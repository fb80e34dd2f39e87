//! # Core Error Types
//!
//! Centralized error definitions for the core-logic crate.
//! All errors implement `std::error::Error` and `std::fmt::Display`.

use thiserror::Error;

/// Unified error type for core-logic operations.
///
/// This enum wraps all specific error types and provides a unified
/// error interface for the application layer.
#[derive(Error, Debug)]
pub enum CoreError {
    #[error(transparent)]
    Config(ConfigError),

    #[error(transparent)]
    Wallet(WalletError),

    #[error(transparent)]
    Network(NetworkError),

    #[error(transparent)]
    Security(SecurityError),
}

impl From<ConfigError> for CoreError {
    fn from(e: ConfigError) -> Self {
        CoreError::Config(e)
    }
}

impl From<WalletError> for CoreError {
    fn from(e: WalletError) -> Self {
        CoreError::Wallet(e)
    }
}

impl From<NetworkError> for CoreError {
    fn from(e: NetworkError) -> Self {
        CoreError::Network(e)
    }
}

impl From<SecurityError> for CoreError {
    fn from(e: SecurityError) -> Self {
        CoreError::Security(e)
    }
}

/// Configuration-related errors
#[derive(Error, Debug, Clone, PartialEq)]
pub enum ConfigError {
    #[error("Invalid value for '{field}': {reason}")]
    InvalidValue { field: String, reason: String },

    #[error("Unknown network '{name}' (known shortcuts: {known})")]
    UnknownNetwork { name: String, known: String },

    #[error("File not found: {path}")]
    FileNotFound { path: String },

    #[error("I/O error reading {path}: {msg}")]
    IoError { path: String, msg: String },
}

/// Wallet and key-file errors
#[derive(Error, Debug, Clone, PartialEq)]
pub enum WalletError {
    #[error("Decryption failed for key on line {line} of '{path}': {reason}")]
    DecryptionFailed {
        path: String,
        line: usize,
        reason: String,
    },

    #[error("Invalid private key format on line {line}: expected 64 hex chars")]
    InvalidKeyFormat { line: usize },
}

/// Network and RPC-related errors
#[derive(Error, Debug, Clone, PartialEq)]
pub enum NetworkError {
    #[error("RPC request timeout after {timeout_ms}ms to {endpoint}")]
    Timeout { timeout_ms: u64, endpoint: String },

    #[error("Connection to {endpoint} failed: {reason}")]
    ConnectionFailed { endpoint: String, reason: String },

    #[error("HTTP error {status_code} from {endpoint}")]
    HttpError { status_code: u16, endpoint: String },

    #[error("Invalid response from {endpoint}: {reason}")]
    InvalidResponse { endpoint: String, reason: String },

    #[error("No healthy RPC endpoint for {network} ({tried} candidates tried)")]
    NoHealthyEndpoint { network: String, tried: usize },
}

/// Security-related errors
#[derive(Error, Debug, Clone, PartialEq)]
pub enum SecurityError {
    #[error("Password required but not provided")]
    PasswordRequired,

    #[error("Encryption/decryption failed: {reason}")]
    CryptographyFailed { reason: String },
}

● ● ● ● ●

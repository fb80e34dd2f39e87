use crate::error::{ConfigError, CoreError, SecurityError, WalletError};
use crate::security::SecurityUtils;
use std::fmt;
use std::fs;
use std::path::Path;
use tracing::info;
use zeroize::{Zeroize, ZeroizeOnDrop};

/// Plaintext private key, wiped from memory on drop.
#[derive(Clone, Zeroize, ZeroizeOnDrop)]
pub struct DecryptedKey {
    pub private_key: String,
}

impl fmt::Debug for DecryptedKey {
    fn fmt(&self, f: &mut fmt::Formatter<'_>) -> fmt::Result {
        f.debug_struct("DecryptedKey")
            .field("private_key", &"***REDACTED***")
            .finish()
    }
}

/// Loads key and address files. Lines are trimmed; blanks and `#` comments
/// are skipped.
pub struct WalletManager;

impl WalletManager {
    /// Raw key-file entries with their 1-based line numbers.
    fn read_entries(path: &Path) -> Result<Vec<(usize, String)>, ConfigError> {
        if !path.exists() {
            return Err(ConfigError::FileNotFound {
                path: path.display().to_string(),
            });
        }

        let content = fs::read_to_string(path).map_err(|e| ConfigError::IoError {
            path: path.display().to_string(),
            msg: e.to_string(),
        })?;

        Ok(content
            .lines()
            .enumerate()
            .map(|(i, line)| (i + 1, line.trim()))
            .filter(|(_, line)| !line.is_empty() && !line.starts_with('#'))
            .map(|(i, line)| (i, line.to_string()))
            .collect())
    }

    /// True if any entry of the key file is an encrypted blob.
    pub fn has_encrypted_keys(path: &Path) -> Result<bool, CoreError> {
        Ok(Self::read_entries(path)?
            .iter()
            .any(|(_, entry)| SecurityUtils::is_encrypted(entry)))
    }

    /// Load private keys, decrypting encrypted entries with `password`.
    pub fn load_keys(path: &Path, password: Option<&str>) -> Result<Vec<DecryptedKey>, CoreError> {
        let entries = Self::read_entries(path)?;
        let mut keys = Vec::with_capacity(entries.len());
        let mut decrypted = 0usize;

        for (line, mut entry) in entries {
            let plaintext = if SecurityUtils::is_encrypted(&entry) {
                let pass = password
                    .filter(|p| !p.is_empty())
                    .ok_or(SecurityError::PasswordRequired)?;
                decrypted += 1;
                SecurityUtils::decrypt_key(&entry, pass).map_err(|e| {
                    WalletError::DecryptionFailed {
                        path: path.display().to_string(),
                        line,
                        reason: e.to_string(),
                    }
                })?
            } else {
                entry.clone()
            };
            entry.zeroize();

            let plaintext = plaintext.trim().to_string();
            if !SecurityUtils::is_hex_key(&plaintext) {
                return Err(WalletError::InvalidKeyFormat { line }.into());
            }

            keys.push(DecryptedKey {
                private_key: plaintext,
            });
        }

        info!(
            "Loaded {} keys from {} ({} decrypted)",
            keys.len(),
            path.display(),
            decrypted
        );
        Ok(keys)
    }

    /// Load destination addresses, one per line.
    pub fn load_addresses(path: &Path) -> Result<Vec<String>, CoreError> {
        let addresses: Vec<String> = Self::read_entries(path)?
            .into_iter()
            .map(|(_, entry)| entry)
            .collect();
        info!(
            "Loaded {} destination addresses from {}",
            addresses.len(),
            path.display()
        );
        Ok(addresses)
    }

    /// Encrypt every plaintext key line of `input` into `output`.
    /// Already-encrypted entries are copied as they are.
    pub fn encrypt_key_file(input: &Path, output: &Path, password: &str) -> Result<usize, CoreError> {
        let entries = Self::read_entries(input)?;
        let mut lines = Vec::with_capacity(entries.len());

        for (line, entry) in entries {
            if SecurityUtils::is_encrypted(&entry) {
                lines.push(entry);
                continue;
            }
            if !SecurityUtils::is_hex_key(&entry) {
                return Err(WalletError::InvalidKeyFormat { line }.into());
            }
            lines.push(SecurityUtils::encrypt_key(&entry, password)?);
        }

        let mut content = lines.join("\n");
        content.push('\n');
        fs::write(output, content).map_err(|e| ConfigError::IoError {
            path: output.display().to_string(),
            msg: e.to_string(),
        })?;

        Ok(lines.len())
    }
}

● ● ● ● ●

Problem requirements: What are the lines above, starting at the one with "as they are." and ending at the one with "let mut lines"? Give them again exactly, and only them.

Answer for the task:
    /// Already-encrypted entries are copied as they are.
    pub fn encrypt_key_file(input: &Path, output: &Path, password: &str) -> Result<usize, CoreError> {
        let entries = Self::read_entries(input)?;
        let mut lines = Vec::with_capacity(entries.len());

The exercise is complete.